▶ Exercise: With the line containing "let suffix = &s[20..24];" as the first and the final line of the entries as the last, repeat exactly the lines in that span, including both.

▶ The records:

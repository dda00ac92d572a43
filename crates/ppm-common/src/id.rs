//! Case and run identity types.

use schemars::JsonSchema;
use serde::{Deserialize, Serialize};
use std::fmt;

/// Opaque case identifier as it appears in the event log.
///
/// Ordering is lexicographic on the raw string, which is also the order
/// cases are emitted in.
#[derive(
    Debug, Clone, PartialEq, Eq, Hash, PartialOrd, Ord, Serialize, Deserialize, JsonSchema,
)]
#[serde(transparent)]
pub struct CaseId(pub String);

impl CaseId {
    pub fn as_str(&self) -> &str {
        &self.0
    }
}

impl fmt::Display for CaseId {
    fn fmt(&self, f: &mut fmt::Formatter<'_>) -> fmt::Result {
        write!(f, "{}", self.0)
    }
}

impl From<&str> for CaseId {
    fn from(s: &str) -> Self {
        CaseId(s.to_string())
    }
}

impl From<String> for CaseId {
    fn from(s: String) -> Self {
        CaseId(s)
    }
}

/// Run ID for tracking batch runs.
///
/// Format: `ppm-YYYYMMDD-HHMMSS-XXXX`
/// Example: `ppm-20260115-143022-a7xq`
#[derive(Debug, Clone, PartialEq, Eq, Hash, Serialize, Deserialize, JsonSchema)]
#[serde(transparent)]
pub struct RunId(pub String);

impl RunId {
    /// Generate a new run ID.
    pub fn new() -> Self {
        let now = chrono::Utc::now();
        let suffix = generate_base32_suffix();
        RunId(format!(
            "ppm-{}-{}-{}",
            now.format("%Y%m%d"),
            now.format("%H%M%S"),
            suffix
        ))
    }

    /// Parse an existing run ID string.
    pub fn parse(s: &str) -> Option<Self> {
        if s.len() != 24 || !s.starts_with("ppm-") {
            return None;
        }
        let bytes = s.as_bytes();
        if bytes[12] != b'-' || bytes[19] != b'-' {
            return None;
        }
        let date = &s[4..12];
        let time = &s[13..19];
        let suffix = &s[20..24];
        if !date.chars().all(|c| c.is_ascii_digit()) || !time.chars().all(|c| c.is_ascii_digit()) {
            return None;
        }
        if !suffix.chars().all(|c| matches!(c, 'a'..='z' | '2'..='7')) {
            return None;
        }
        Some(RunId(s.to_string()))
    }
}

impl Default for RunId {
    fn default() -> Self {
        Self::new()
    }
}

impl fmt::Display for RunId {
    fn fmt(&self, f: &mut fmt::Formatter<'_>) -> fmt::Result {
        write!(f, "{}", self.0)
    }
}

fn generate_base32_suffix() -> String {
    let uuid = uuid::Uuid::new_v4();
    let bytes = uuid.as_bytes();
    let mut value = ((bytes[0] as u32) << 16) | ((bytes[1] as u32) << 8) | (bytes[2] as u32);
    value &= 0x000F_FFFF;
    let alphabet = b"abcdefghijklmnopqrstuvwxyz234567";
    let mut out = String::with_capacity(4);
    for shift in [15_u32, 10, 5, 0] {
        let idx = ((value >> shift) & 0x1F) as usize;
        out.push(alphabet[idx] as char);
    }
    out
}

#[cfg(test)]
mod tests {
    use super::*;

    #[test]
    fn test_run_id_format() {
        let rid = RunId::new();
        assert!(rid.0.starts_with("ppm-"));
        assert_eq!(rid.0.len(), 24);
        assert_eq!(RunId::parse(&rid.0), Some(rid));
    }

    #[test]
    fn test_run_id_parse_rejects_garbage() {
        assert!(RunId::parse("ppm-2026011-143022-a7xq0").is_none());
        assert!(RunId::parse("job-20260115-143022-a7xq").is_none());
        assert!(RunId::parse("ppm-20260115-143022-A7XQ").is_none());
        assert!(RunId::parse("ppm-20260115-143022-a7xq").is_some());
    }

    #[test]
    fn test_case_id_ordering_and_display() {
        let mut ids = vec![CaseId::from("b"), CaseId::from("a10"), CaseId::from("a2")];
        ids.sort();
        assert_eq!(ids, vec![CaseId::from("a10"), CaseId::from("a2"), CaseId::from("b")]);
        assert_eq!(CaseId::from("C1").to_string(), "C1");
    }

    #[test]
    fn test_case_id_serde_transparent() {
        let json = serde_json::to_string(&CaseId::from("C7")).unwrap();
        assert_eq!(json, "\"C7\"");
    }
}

▶ Response to this task:
        let suffix = &s[20..24];
        if !date.chars().all(|c| c.is_ascii_digit()) || !time.chars().all(|c| c.is_ascii_digit()) {
            return None;
        }
        if !suffix.chars().all(|c| matches!(c, 'a'..='z' | '2'..='7')) {
            return None;
        }
        Some(RunId(s.to_string()))
    }
}

impl Default for RunId {
    fn default() -> Self {
        Self::new()
    }
}

impl fmt::Display for RunId {
    fn fmt(&self, f: &mut fmt::Formatter<'_>) -> fmt::Result {
        write!(f, "{}", self.0)
    }
}

fn generate_base32_suffix() -> String {
    let uuid = uuid::Uuid::new_v4();
    let bytes = uuid.as_bytes();
    let mut value = ((bytes[0] as u32) << 16) | ((bytes[1] as u32) << 8) | (bytes[2] as u32);
    value &= 0x000F_FFFF;
    let alphabet = b"abcdefghijklmnopqrstuvwxyz234567";
    let mut out = String::with_capacity(4);
    for shift in [15_u32, 10, 5, 0] {
        let idx = ((value >> shift) & 0x1F) as usize;
        out.push(alphabet[idx] as char);
    }
    out
}

#[cfg(test)]
mod tests {
    use super::*;

    #[test]
    fn test_run_id_format() {
        let rid = RunId::new();
        assert!(rid.0.starts_with("ppm-"));
        assert_eq!(rid.0.len(), 24);
        assert_eq!(RunId::parse(&rid.0), Some(rid));
    }

    #[test]
    fn test_run_id_parse_rejects_garbage() {
        assert!(RunId::parse("ppm-2026011-143022-a7xq0").is_none());
        assert!(RunId::parse("job-20260115-143022-a7xq").is_none());
        assert!(RunId::parse("ppm-20260115-143022-A7XQ").is_none());
        assert!(RunId::parse("ppm-20260115-143022-a7xq").is_some());
    }

    #[test]
    fn test_case_id_ordering_and_display() {
        let mut ids = vec![CaseId::from("b"), CaseId::from("a10"), CaseId::from("a2")];
        ids.sort();
        assert_eq!(ids, vec![CaseId::from("a10"), CaseId::from("a2"), CaseId::from("b")]);
        assert_eq!(CaseId::from("C1").to_string(), "C1");
    }

    #[test]
    fn test_case_id_serde_transparent() {
        let json = serde_json::to_string(&CaseId::from("C7")).unwrap();
        assert_eq!(json, "\"C7\"");
    }
}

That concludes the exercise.